Secondo Marta è a questo punto che entra in gioco anche la narrazione. “È risaputo che le famiglie di imprenditori adottano un approccio a lungo termine, inteso di solito come programmazione per il futuro, ma che in realtà riguarda anche il passato”, afferma. A suo avviso, è questa la migliore definizione di ‘eredità’ di un’impresa familiare. “È tutto quello che la famiglia ha portato con sé attraverso le generazioni: le esperienze, gli alti e bassi, gli insegnamenti tangibili e intangibili di cui si compone la sua ricetta segreta.”

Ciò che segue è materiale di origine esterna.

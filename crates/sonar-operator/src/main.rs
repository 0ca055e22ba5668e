//! SonarQube operator entry point

use std::sync::Arc;

use clap::Parser;
use kube::Client;

use sonar_client::build_http_client;
use sonar_common::kube_utils::{apply_crd, create_client};
use sonar_common::telemetry::{init_telemetry, TelemetryConfig};
use sonar_common::FIELD_MANAGER;
use sonar_operator::config::Config;
use sonar_operator::connection::KubeConnectionResolver;
use sonar_operator::health::{self, HealthState};
use sonar_operator::registry::{crds, ControllerRegistry};

#[tokio::main]
async fn main() -> anyhow::Result<()> {
    let config = Config::parse();

    if config.crd {
        for crd in crds() {
            let yaml = serde_yaml::to_string(&crd)
                .map_err(|e| anyhow::anyhow!("Failed to serialize CRD: {}", e))?;
            println!("---\n{yaml}");
        }
        return Ok(());
    }

    init_telemetry(TelemetryConfig::default())?;

    let client = create_client()
        .await
        .map_err(|e| anyhow::anyhow!("Failed to create Kubernetes client: {}", e))?;
    ensure_crds_installed(&client).await?;

    let health_state = HealthState::default();
    let health_addr = config.health_addr();
    let server_state = health_state.clone();
    tokio::spawn(async move {
        if let Err(e) = health::serve(health_addr, server_state).await {
            tracing::error!(error = %e, "Health server failed");
        }
    });

    let http = build_http_client(config.http_timeout())?;
    let resolver = Arc::new(KubeConnectionResolver::new(client.clone(), http));
    let registry = ControllerRegistry::builder(client, resolver)
        .requeue(config.requeue_policy())
        .watch_namespace(config.watch_namespace.clone())
        .with_all_kinds();

    tracing::info!(
        kinds = ?registry.kinds(),
        namespace = config.watch_namespace.as_deref().unwrap_or("*"),
        "Starting controllers"
    );
    let controllers = registry.build();
    health_state.set_ready();

    futures::future::join_all(controllers).await;
    tracing::info!("Controllers stopped");
    Ok(())
}

/// Install every CRD via server-side apply so versions match the binary
async fn ensure_crds_installed(client: &Client) -> anyhow::Result<()> {
    for crd in crds() {
        apply_crd(client, &crd, FIELD_MANAGER).await?;
    }
    tracing::info!("All SonarQube CRDs installed/updated");
    Ok(())
}
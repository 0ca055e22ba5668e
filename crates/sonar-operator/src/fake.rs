//! In-memory SonarQube for controller tests
//!
//! Holds just enough server state to exercise the step chains: absent
//! entities return the not-found sentinel, and every mutating call is
//! appended to a call log so tests can assert exactly which remote writes a
//! pass issued.

use std::collections::{BTreeMap, BTreeSet};
use std::sync::{Arc, Mutex, MutexGuard};

use async_trait::async_trait;
use sonar_client::{
    ConditionParams, GateCondition, Group, GroupApi, PermissionTemplate, PermissionTemplateApi,
    Project, ProjectApi, QualityGate, QualityGateApi, QualityProfile, QualityProfileApi,
    RuleActivation, SonarHandle, SystemApi, SystemStatus, TemplateParams, User, UserApi,
};
use sonar_common::crd::ProjectVisibility;
use sonar_common::{Error, Result, DEFAULT_USERS_GROUP};

#[derive(Default)]
pub struct FakeState {
    pub status: Option<SystemStatus>,
    pub groups: BTreeMap<String, Group>,
    pub group_permissions: BTreeMap<String, BTreeSet<String>>,
    pub users: BTreeMap<String, User>,
    pub user_groups: BTreeMap<String, BTreeSet<String>>,
    pub user_permissions: BTreeMap<String, BTreeSet<String>>,
    pub templates: BTreeMap<String, PermissionTemplate>,
    pub template_permissions: BTreeMap<String, BTreeMap<String, BTreeSet<String>>>,
    pub default_template: Option<String>,
    pub gates: BTreeMap<String, QualityGate>,
    pub profiles: BTreeMap<(String, String), QualityProfile>,
    pub rules: BTreeMap<String, BTreeMap<String, RuleActivation>>,
    pub projects: BTreeMap<String, Project>,
    pub project_gates: BTreeMap<String, String>,
    pub fail_on: Option<String>,
    calls: Vec<String>,
    next_id: u32,
}
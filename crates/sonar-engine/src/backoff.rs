//! Requeue scheduling after a pass
//!
//! Two failure policies exist and are kept distinct: a fixed interval that
//! ignores the failure count, and an exponential delay driven by the failure
//! count persisted in status. Only the exponential policy increments that
//! count.

use std::time::Duration;

use sonar_common::{REQUEUE_DEPENDENCY_SECS, REQUEUE_ERROR_SECS, REQUEUE_SUCCESS_SECS};

/// Delay before retrying a failed pass
#[derive(Clone, Copy, Debug, PartialEq)]
pub enum BackoffPolicy {
    /// Same delay after every failure
    Fixed {
        /// Retry interval
        interval: Duration,
    },
    /// `base * e^(failureCount + 1)`, clamped at `max`
    Exponential {
        /// Base delay
        base: Duration,
        /// Upper bound
        max: Duration,
    },
}

impl Default for BackoffPolicy {
    fn default() -> Self {
        BackoffPolicy::Fixed {
            interval: Duration::from_secs(REQUEUE_ERROR_SECS),
        }
    }
}

impl BackoffPolicy {
    /// Delay after a failure, given the failure count stored before it
    pub fn delay(&self, failure_count: u32) -> Duration {
        match *self {
            BackoffPolicy::Fixed { interval } => interval,
            BackoffPolicy::Exponential { base, max } => {
                let secs = base.as_secs_f64() * (f64::from(failure_count) + 1.0).exp();
                if !secs.is_finite() || secs >= max.as_secs_f64() {
                    max
                } else {
                    Duration::from_secs_f64(secs)
                }
            }
        }
    }

    /// Failure count to persist after a failure
    pub fn next_failure_count(&self, failure_count: u32) -> u32 {
        match self {
            BackoffPolicy::Fixed { .. } => failure_count,
            BackoffPolicy::Exponential { .. } => failure_count.saturating_add(1),
        }
    }
}

/// Requeue intervals for every pass outcome
#[derive(Clone, Copy, Debug, PartialEq)]
pub struct RequeuePolicy {
    /// Failed pass
    pub backoff: BackoffPolicy,
    /// Successful pass (drift detection)
    pub success_interval: Duration,
    /// Connection not ready
    pub dependency_interval: Duration,
}

impl Default for RequeuePolicy {
    fn default() -> Self {
        Self {
            backoff: BackoffPolicy::default(),
            success_interval: Duration::from_secs(REQUEUE_SUCCESS_SECS),
            dependency_interval: Duration::from_secs(REQUEUE_DEPENDENCY_SECS),
        }
    }
}

#[cfg(test)]
mod tests {
    use super::*;

    #[test]
    fn fixed_ignores_failure_count() {
        let policy = BackoffPolicy::default();
        assert_eq!(policy.delay(0), Duration::from_secs(30));
        assert_eq!(policy.delay(50), Duration::from_secs(30));
        assert_eq!(policy.next_failure_count(3), 3);
    }

    #[test]
    fn exponential_grows_with_failure_count() {
        let policy = BackoffPolicy::Exponential {
            base: Duration::from_secs(1),
            max: Duration::from_secs(3600),
        };
        // e^1, e^2, e^3
        assert_eq!(policy.delay(0).as_millis(), 2718);
        assert_eq!(policy.delay(1).as_millis(), 7389);
        assert_eq!(policy.delay(2).as_millis(), 20085);
        assert_eq!(policy.next_failure_count(2), 3);
    }

    #[test]
    fn exponential_is_clamped() {
        let policy = BackoffPolicy::Exponential {
            base: Duration::from_secs(1),
            max: Duration::from_secs(3600),
        };
        // e^9 > 3600
        assert_eq!(policy.delay(8), Duration::from_secs(3600));
        assert_eq!(policy.delay(u32::MAX), Duration::from_secs(3600));
        assert_eq!(policy.next_failure_count(u32::MAX), u32::MAX);
    }

    #[test]
    fn default_requeue_intervals() {
        let policy = RequeuePolicy::default();
        assert_eq!(policy.success_interval, Duration::from_secs(300));
        assert_eq!(policy.dependency_interval, Duration::from_secs(10));
    }
}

Il trasferimento di questa eredità alla generazione successiva è un processo che spesso inizia durante una cena informale. Tra le tante imprese e i numerosi titolari di patrimoni di famiglia tramandati nel tempo che Marta conosce raramente c’è chi è in grado di indicare il momento preciso in cui gli è stata raccontata per la prima volta la storia del suo patrimonio. “Di solito si limitano a dire che l’hanno sempre saputo, fin dalla nascita”, spiega. A un certo momento però questa narrazione può forse essere formalizzata attraverso la pubblicazione di un libro sulle origini del patrimonio o dell’azienda di famiglia oppure la fondazione di un museo di famiglia. Una delle famiglie che ha studiato ha creato nella propria sede centrale una parete dedicata alla cronistoria dell’azienda corredata di fotografie e altri oggetti che testimoniano la sua attività imprenditoriale; prima di essere assunti i futuri dipendenti vengono sempre accompagnati da un membro della famiglia lungo questo percorso. “Non esiste un unico modo”, dice Marta. “Ci sono tante maniere originali di coltivare l'eredità di una famiglia partendo dal suo patrimonio.”